The Australian bookmaker Read offers a novel analogy of how the technology works.
“It is like how modern chefs ‘deconstruct’ a meal, to make it more exciting and appealing to the customer, presenting it with its different parts," he said. “This is deconstructing a bet. Longitude allows the tote operator to take all of the elements out of the bet, separate them, and then rearrange the elements into whatever product the customer wants.”
At the HKJC, Cheung believes that customer wants will grow once the menu expands to myriad bet types, well beyond the realm of current options.
"This technology offers the chance, down the track, to innovate bet types that no-one else in the world can do," Cheung said. "The customer might want the [trainer] 'John Moore combo' -- to include all of his runners in one $10 bet.
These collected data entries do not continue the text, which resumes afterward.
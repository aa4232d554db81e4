//! Native boundary: capability lookup, calls, reply normalization, observer.
//!
//! ## Contents
//! - [`Capability`], [`Callback`] the host object and its reply channel
//! - [`RegistrySource`], [`MapRegistry`], [`ModuleLocator`] module lookup
//! - [`ResultNormalizer`] raw callback arguments → canonical result
//! - [`PayloadValidator`] per-operation typed validation
//! - [`NativeBridge`] one typed operation per native method
//! - [`NativeObserver`] the [`ObserverDriver`](crate::subscribers::ObserverDriver)
//!   backed by `startObservingEvents`
//!
//! ## Call path
//! ```text
//! NativeBridge::op
//!   └─► DispatchShim::run
//!         └─► ModuleLocator::locate ─► Capability::invoke ─► Callback
//!                                                             │
//!        PayloadValidator ◄── ResultNormalizer::normalize ◄───┘
//! ```

mod call;
mod capability;
mod locator;
mod normalize;
mod observer;
mod validate;

pub use call::NativeBridge;
pub use capability::{Callback, Capability, CapabilityHandle};
pub use locator::{MapRegistry, ModuleLocator, RegistrySource};
pub use normalize::ResultNormalizer;
pub use observer::NativeObserver;
pub use validate::PayloadValidator;

#[cfg(test)]
pub(crate) use capability::{
    CANCEL_ALL_SCHEDULED, CANCEL_SCHEDULED, GET_LAST_RESPONSE, GET_PERMISSIONS, GET_PUSH_TOKEN,
    REQUEST_PERMISSIONS, SCHEDULE_NOTIFICATION, START_OBSERVING, STOP_OBSERVING,
};
//! Dynamic values exchanged with the native side.
//!
//! Native replies arrive with no guaranteed shape. They may be plain
//! objects, or accessor objects ("map-like") that only expose their fields
//! through named getter methods.
//!
//! ## Contents
//! - [`NativeValue`] the value model (plain variants plus [`NativeValue::Map`])
//! - [`MapLike`] the accessor-object convention
//! - [`FieldReader`], [`Field`] three-valued field lookup over both shapes
//! - [`describe`] structural description used in diagnostics
//!
//! ## Reading flow
//! ```text
//! FieldReader::read(value, key)
//!     ├─► DirectProperty          (plain field / own property)
//!     ├─► Accessor(Get)           (generic getter)
//!     ├─► Accessor(GetMap)        (container keys only)
//!     ├─► Accessor(GetString)
//!     ├─► Accessor(GetBoolean)
//!     └─► Accessor(GetArray)
//! first Hit wins; any Null seen → Present(Null); otherwise Absent
//! ```

mod describe;
mod json;
mod reader;
mod strategy;

use std::collections::BTreeMap;
use std::fmt;
use std::sync::Arc;

pub use describe::describe;
pub use json::materialize;
pub use reader::{Field, FieldReader};
pub use strategy::{AccessorStrategy, DirectProperty, Probe, ReadStrategy, CONTAINER_KEYS};

/// Named getter families exposed by accessor objects.
#[derive(Debug, Clone, Copy, PartialEq, Eq, Hash)]
pub enum Accessor {
    /// Generic `get(key)`.
    Get,
    /// `getMap(key)`: materialized nested object.
    GetMap,
    /// `getString(key)`.
    GetString,
    /// `getBoolean(key)`.
    GetBoolean,
    /// `getArray(key)`.
    GetArray,
}

impl Accessor {
    /// Host method name of this getter.
    pub fn method_name(&self) -> &'static str {
        match self {
            Accessor::Get => "get",
            Accessor::GetMap => "getMap",
            Accessor::GetString => "getString",
            Accessor::GetBoolean => "getBoolean",
            Accessor::GetArray => "getArray",
        }
    }
}

/// Why an accessor call produced no value.
#[derive(Debug, Clone, PartialEq, Eq)]
pub enum AccessorFault {
    /// The object does not expose this getter at all.
    Unsupported,
    /// The getter exists but raised (wrong type, missing key, host error).
    Threw(String),
}

/// # Accessor-object convention.
///
/// Implemented by host adapters for objects that expose fields through
/// getter methods instead of (or in addition to) plain properties.
///
/// ### Implementation requirements
/// - `call` must not panic; report failures as [`AccessorFault::Threw`].
///   Panics are still contained by the normalizer, but cost a failed reply.
/// - Return [`NativeValue::Null`] for a key that exists with no value.
pub trait MapLike: Send + Sync + 'static {
    /// Constructor-like name used in diagnostics.
    fn type_name(&self) -> &str {
        "MapLike"
    }

    /// Enumerable keys.
    fn keys(&self) -> Vec<String>;

    /// Direct (own) property lookup; `None` when the property does not exist.
    fn property(&self, _key: &str) -> Option<NativeValue> {
        None
    }

    /// Invokes a named getter.
    fn call(&self, accessor: Accessor, key: &str) -> Result<NativeValue, AccessorFault>;
}

/// A value of unknown shape received from, or sent to, the native side.
#[derive(Clone, Default)]
pub enum NativeValue {
    /// Genuinely absent (no argument / missing property).
    #[default]
    Undefined,
    /// Explicit null.
    Null,
    Bool(bool),
    Number(f64),
    String(String),
    Array(Vec<NativeValue>),
    /// Plain object.
    Object(BTreeMap<String, NativeValue>),
    /// Accessor object.
    Map(Arc<dyn MapLike>),
}

impl NativeValue {
    /// Wraps an accessor object.
    pub fn map(inner: impl MapLike) -> Self {
        NativeValue::Map(Arc::new(inner))
    }

    /// Builds a plain object from key/value pairs.
    pub fn object<K, I>(entries: I) -> Self
    where
        K: Into<String>,
        I: IntoIterator<Item = (K, NativeValue)>,
    {
        NativeValue::Object(entries.into_iter().map(|(k, v)| (k.into(), v)).collect())
    }

    /// `true` for [`NativeValue::Null`] and [`NativeValue::Undefined`].
    #[inline]
    pub fn is_nullish(&self) -> bool {
        matches!(self, NativeValue::Null | NativeValue::Undefined)
    }

    /// `true` for plain objects and accessor objects.
    #[inline]
    pub fn is_object(&self) -> bool {
        matches!(self, NativeValue::Object(_) | NativeValue::Map(_))
    }

    #[inline]
    pub fn as_str(&self) -> Option<&str> {
        match self {
            NativeValue::String(s) => Some(s),
            _ => None,
        }
    }

    #[inline]
    pub fn as_bool(&self) -> Option<bool> {
        match self {
            NativeValue::Bool(b) => Some(*b),
            _ => None,
        }
    }

    /// Short kind name (`"object"`, `"map"`, `"string"`, ...).
    pub fn kind_name(&self) -> &'static str {
        match self {
            NativeValue::Undefined => "undefined",
            NativeValue::Null => "null",
            NativeValue::Bool(_) => "boolean",
            NativeValue::Number(_) => "number",
            NativeValue::String(_) => "string",
            NativeValue::Array(_) => "array",
            NativeValue::Object(_) => "object",
            NativeValue::Map(_) => "map",
        }
    }
}

impl fmt::Debug for NativeValue {
    fn fmt(&self, f: &mut fmt::Formatter<'_>) -> fmt::Result {
        match self {
            NativeValue::Undefined => f.write_str("Undefined"),
            NativeValue::Null => f.write_str("Null"),
            NativeValue::Bool(b) => f.debug_tuple("Bool").field(b).finish(),
            NativeValue::Number(n) => f.debug_tuple("Number").field(n).finish(),
            NativeValue::String(s) => f.debug_tuple("String").field(s).finish(),
            NativeValue::Array(items) => f.debug_tuple("Array").field(items).finish(),
            NativeValue::Object(fields) => f.debug_tuple("Object").field(fields).finish(),
            NativeValue::Map(m) => write!(f, "Map({})", m.type_name()),
        }
    }
}

/// Accessor objects compare by identity.
impl PartialEq for NativeValue {
    fn eq(&self, other: &Self) -> bool {
        match (self, other) {
            (NativeValue::Undefined, NativeValue::Undefined) => true,
            (NativeValue::Null, NativeValue::Null) => true,
            (NativeValue::Bool(a), NativeValue::Bool(b)) => a == b,
            (NativeValue::Number(a), NativeValue::Number(b)) => a == b,
            (NativeValue::String(a), NativeValue::String(b)) => a == b,
            (NativeValue::Array(a), NativeValue::Array(b)) => a == b,
            (NativeValue::Object(a), NativeValue::Object(b)) => a == b,
            (NativeValue::Map(a), NativeValue::Map(b)) => Arc::ptr_eq(a, b),
            _ => false,
        }
    }
}

impl From<bool> for NativeValue {
    fn from(b: bool) -> Self {
        NativeValue::Bool(b)
    }
}

impl From<f64> for NativeValue {
    fn from(n: f64) -> Self {
        NativeValue::Number(n)
    }
}

impl From<&str> for NativeValue {
    fn from(s: &str) -> Self {
        NativeValue::String(s.to_owned())
    }
}

impl From<String> for NativeValue {
    fn from(s: String) -> Self {
        NativeValue::String(s)
    }
}

impl From<Vec<NativeValue>> for NativeValue {
    fn from(items: Vec<NativeValue>) -> Self {
        NativeValue::Array(items)
    }
}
The underlying technology will do the weighting for them in real time as the odds change. Taken to its ultimate, the customer will be able to choose any bet of his or her imagination."
Other bets could include picking seven horses in a 14-horse race with a single win bet or picking two runners to finish in the first four. For now though, the HKJC is content to build customer confidence before rushing ahead with too many new implementations. Cheung adding that merged pools also meant more stable dividends.
“The big pools can stand on their own but single-pool wagering technology can give us the ability to merge the smaller pools and improve the liquidity in them so individual bets on a particular combination will have a lesser impact on the dividend," he said.
Longitude is already being used in sports betting by Sportech-owned The Football Pools in England, but where next in racing? Ascher is tight-lipped about the latest talks but is excited to have been put in the shop window at Sha Tin. He has a vision for when Longitude not only links different events in the same country, but across world racing.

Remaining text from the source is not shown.